In times when I am suffering with a depressive episode I shame myself into believing it’s my fault, as if I really have any control over the illness. The shame makes the situation far worse and really adds to the bad feelings I already have about myself. I made a point to stop the shaming the last time I was sick. It’s already hard enough as it is to get well again but I learned I needed to be a better friend to myself.

Why Can’t I Be “Normal?”

If only I was normal I wouldn’t have to deal with all these things. Mental illness can take you out of mainstream society. It can interrupt your life with hospitalizations, frequent doctor visits, therapy, medication side effects, loss of work and all these things can cause a withdrawal from life. Stepping out of my daily course of living has made me feel like a complete failure. And then the voice of reason kicks in and I hear myself say, “If it weren’t for bipolar disorder life would be different.”

Finding Inspiration

I’m sure not everyone who experiences a mental illness has felt like a failure. But I am willing to bet many people have and I want to speak to those people. I want to tell them to lift up your head and hold it high; hold back your shoulders and walk with confidence; start believing you are so strong because you have faced off with adversity and you have won; you are a valuable member to the community; and you will find your way to recovery. Above all you are not a failure.
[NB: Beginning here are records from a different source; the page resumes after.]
//! Credential persistence.
//!
//! A client keeps at most one credential. The web admin needs it to
//! survive a restart (that's what makes reconciliation possible); on the
//! mobile surface keeping it is best-effort; tests want it in memory.

use std::io::{self, Write};
use std::path::{Path, PathBuf};

use ocop_protocol::Credential;
use parking_lot::Mutex;
use tempfile::NamedTempFile;

use crate::StoreError;

/// Platform-specific key/value storage for the single client credential.
///
/// The [`SessionManager`](crate::SessionManager) is the only writer. All
/// methods are synchronous: `logout` must finish its side effects before it
/// returns.
pub trait CredentialStore: Send + Sync + 'static {
    /// Returns the stored credential, or `None` if there isn't one.
    fn get(&self) -> Result<Option<Credential>, StoreError>;

    /// Stores a credential, replacing any previous one.
    fn set(&self, credential: &Credential) -> Result<(), StoreError>;

    /// Removes the stored credential. Clearing an empty store is not an
    /// error.
    fn clear(&self) -> Result<(), StoreError>;
}

// ---------------------------------------------------------------------------
// MemoryCredentialStore
// ---------------------------------------------------------------------------

/// Keeps the credential in process memory. Lost on exit.
#[derive(Debug, Default)]
pub struct MemoryCredentialStore {
    slot: Mutex<Option<Credential>>,
}

impl MemoryCredentialStore {
    /// Creates an empty store.
    pub fn new() -> Self {
        Self::default()
    }

    /// Creates a store that already holds `credential`, as if a previous
    /// run had logged in.
    pub fn with_credential(credential: Credential) -> Self {
        Self {
            slot: Mutex::new(Some(credential)),
        }
    }
}

impl CredentialStore for MemoryCredentialStore {
    fn get(&self) -> Result<Option<Credential>, StoreError> {
        Ok(self.slot.lock().clone())
    }

    fn set(&self, credential: &Credential) -> Result<(), StoreError> {
        *self.slot.lock() = Some(credential.clone());
        Ok(())
    }

    fn clear(&self) -> Result<(), StoreError> {
        self.slot.lock().take();
        Ok(())
    }
}

// ---------------------------------------------------------------------------
// FileCredentialStore
// ---------------------------------------------------------------------------

/// Keeps the credential in a single file, durable across restarts.
///
/// Writes go to a sibling temp file that is then renamed over the target,
/// so a crash mid-write leaves either the old token or the new one, never
/// half of one.
///
/// The file is readable by its owner only.
#[derive(Debug, Clone)]
pub struct FileCredentialStore {
    path: PathBuf,
}

impl FileCredentialStore {
    /// Creates a store backed by `path`. The file doesn't need to exist.
    pub fn new(path: impl Into<PathBuf>) -> Self {
        Self { path: path.into() }
    }

    /// The file this store reads and writes.
    pub fn path(&self) -> &Path {
        &self.path
    }

    fn dir(&self) -> &Path {
        match self.path.parent() {
            Some(parent) if !parent.as_os_str().is_empty() => parent,
            _ => Path::new("."),
        }
    }
}

impl CredentialStore for FileCredentialStore {
    fn get(&self) -> Result<Option<Credential>, StoreError> {
        match std::fs::read_to_string(&self.path) {
            Ok(contents) => {
                let token = contents.trim();
                if token.is_empty() {
                    Ok(None)
                } else {
                    Ok(Some(Credential::new(token)))
                }
            }
            Err(e) if e.kind() == io::ErrorKind::NotFound => Ok(None),
            Err(e) => Err(e.into()),
        }
    }

    fn set(&self, credential: &Credential) -> Result<(), StoreError> {
        let dir = self.dir();
        std::fs::create_dir_all(dir)?;

        // Owner-only (0600 on unix); removed on drop if anything below fails.
        let mut temp = NamedTempFile::new_in(dir)?;
        temp.write_all(credential.as_str().as_bytes())?;
        temp.as_file().sync_all()?;
        temp.persist(&self.path).map_err(|e| e.error)?;

        tracing::debug!(path = %self.path.display(), "credential written");
        Ok(())
    }

    fn clear(&self) -> Result<(), StoreError> {
        match std::fs::remove_file(&self.path) {
            Ok(()) => Ok(()),
            Err(e) if e.kind() == io::ErrorKind::NotFound => Ok(()),
            Err(e) => Err(e.into()),
        }
    }
}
Mental illness can cause so much pain and many personal struggles. I have learned that I cannot give it any more power over me than what it deserves. I have approached it in a way that says, “I have a mental illness and it’s not my fault, and I’m going to pick up the pieces and move forward with my life. No mental illness is going to stop me from living a healthy, happy and productive life.” It’s my mantra and I believe it!